As far as the practice is concerned, they were not aware of the feelings among patients that they didn't know who they would see from one visit to the next. They do see that this underlines the need for them to make way for someone who would be able to put in all their time into the practice. They believe they have found the right man in Joe Vibishanan who did his training in Southern India. After that he moved to Scotland to further his training in orthopaedics. There he met and married Yvonne who is also a GP and is taking up a part time post at Ellesmere. Joe and Yvonne have lived in Scotland for many years where he acquired a gentle Scottish burr; they have two pre-school children. Joe completed his training as a GP this year and is a Member of the Royal College of GP's. Apparently he is quite a cricketer! He joins Chris Breeze as the second full time GP. Both Paul Myers and Jane MacNeil are now only part time partners.
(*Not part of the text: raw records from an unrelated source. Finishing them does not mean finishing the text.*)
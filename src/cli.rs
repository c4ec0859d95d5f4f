//! CLI module - Command-line interface definition and handler

use anyhow::{Context, Result};
use clap::Parser;
use std::path::PathBuf;

use crate::core::model::{CompileConfig, Destination, DEFAULT_DOCS_SUBDIR, STDOUT_SENTINEL};

/// langdoc - compile the language documentation into a single markdown file.
#[derive(Parser, Debug)]
#[command(name = "langdoc")]
#[command(
    author,
    version,
    about,
    long_about = r##"langdoc collects every *.md file under docs/10_language (recursively),
sorts them by path, and concatenates them into one markdown document.

Each file becomes a section headed by "# File: <path>" (relative to the
repository root); sections are separated by a horizontal rule.

Examples:
    langdoc
    langdoc build/language.md
    langdoc --root ~/src/project -
"##
)]
pub struct Cli {
    /// Output file ("-" for stdout).
    #[arg(
        value_name = "OUTPUT",
        default_value = STDOUT_SENTINEL,
        long_help = "Path of the combined markdown file.\n\n\
If omitted or \"-\", the document is written to stdout. Missing parent\n\
directories are created; an existing file is overwritten."
    )]
    pub output: Destination,

    /// Repository root containing the documentation tree.
    #[arg(
        long,
        value_name = "ROOT",
        long_help = "Repository root containing the documentation tree.\n\n\
Defaults to the install root: the parent of the directory holding the\n\
langdoc executable (e.g. <root>/bin/langdoc). Headings are relative to it."
    )]
    pub root: Option<PathBuf>,

    /// Documentation directory, relative to ROOT.
    #[arg(long, value_name = "PATH", default_value = DEFAULT_DOCS_SUBDIR)]
    pub docs_dir: PathBuf,

    /// Quiet mode (errors only on stderr).
    #[arg(short, long, conflicts_with = "verbose")]
    pub quiet: bool,

    /// Verbose mode (list collected files on stderr).
    #[arg(short, long)]
    pub verbose: bool,
}

impl Cli {
    /// Log filter directive matching the verbosity flags
    pub fn log_level(&self) -> &'static str {
        if self.verbose {
            "debug"
        } else if self.quiet {
            "error"
        } else {
            "warn"
        }
    }
}

/// Resolve the install root from the executable location
fn install_root() -> Result<PathBuf> {
    let exe = std::env::current_exe().context("Failed to locate the langdoc executable")?;
    let exe = exe.canonicalize().unwrap_or(exe);

    exe.parent()
        .and_then(|bin| bin.parent())
        .map(|root| root.to_path_buf())
        .with_context(|| format!("Cannot derive install root from {}", exe.display()))
}

/// Run the CLI with parsed arguments
pub fn run(cli: Cli) -> Result<()> {
    let root = match cli.root {
        Some(root) => root,
        None => install_root()?,
    };
    let root = root.canonicalize().unwrap_or(root);

    let config = CompileConfig::new(root)
        .with_docs_subdir(cli.docs_dir)
        .with_destination(cli.output);

    crate::flows::compile::run_compile(&config)?;
    Ok(())
}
Peter and Helen wanted to express their thanks to the residents of Overton for all their support and good wishes. Working here has been very satisfying and they both have enjoyed it very much. They have mixed feelings about giving up! Peter hopes to get locum work in France and Helen hopes to improve her French and training in acupuncture - apparently the French are quite keen on alternative medicine.
One of the motivating factors behind the move was that their children would grow up as multilingual European citizens. However, they are not turning their backs on Overton as they will retain their base at Lilac Cottage, and they plan to take out a subscription to the Oracle to keep up with events. We hope to see plenty of them in the future.
Bon voyage on your adventure and Bonne Chance!